- What needs to be done
Please retype the data in full, exactly as given.

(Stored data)
------------

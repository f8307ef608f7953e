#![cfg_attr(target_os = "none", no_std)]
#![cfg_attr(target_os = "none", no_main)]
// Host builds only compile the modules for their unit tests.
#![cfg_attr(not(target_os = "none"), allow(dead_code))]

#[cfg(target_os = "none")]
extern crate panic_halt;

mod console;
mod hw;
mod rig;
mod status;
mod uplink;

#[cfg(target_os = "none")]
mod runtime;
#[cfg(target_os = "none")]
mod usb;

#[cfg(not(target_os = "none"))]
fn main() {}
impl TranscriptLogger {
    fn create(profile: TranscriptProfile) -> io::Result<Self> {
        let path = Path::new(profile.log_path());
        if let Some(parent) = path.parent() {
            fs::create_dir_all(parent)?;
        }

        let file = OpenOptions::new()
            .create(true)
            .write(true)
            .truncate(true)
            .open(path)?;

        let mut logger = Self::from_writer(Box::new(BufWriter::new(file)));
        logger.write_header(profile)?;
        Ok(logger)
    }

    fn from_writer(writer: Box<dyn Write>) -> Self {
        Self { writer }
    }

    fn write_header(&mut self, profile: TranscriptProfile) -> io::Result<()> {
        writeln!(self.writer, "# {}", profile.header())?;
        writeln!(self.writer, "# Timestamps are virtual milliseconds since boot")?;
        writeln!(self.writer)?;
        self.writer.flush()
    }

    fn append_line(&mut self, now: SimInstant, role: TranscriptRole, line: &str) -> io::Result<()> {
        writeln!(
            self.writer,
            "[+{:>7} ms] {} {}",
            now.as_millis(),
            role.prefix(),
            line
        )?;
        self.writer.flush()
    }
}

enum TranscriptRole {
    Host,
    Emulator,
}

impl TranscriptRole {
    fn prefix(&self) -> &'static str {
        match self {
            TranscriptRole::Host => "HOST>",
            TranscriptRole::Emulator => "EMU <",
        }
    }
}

------------

- Written solution
repository f8307ef608f7953e
#![cfg_attr(target_os = "none", no_std)]
#![cfg_attr(target_os = "none", no_main)]
// Host builds only compile the modules for their unit tests.
#![cfg_attr(not(target_os = "none"), allow(dead_code))]

#[cfg(target_os = "none")]
extern crate panic_halt;

mod console;
mod hw;
mod rig;
mod status;
mod uplink;

#[cfg(target_os = "none")]
mod runtime;
#[cfg(target_os = "none")]
mod usb;

#[cfg(not(target_os = "none"))]
fn main() {}
impl TranscriptLogger {
    fn create(profile: TranscriptProfile) -> io::Result<Self> {
        let path = Path::new(profile.log_path());
        if let Some(parent) = path.parent() {
            fs::create_dir_all(parent)?;
        }

        let file = OpenOptions::new()
            .create(true)
            .write(true)
            .truncate(true)
            .open(path)?;

        let mut logger = Self::from_writer(Box::new(BufWriter::new(file)));
        logger.write_header(profile)?;
        Ok(logger)
    }

    fn from_writer(writer: Box<dyn Write>) -> Self {
        Self { writer }
    }

    fn write_header(&mut self, profile: TranscriptProfile) -> io::Result<()> {
        writeln!(self.writer, "# {}", profile.header())?;
        writeln!(self.writer, "# Timestamps are virtual milliseconds since boot")?;
        writeln!(self.writer)?;
        self.writer.flush()
    }

    fn append_line(&mut self, now: SimInstant, role: TranscriptRole, line: &str) -> io::Result<()> {
        writeln!(
            self.writer,
            "[+{:>7} ms] {} {}",
            now.as_millis(),
            role.prefix(),
            line
        )?;
        self.writer.flush()
    }
}

enum TranscriptRole {
    Host,
    Emulator,
}

impl TranscriptRole {
    fn prefix(&self) -> &'static str {
        match self {
            TranscriptRole::Host => "HOST>",
            TranscriptRole::Emulator => "EMU <",
        }
    }
}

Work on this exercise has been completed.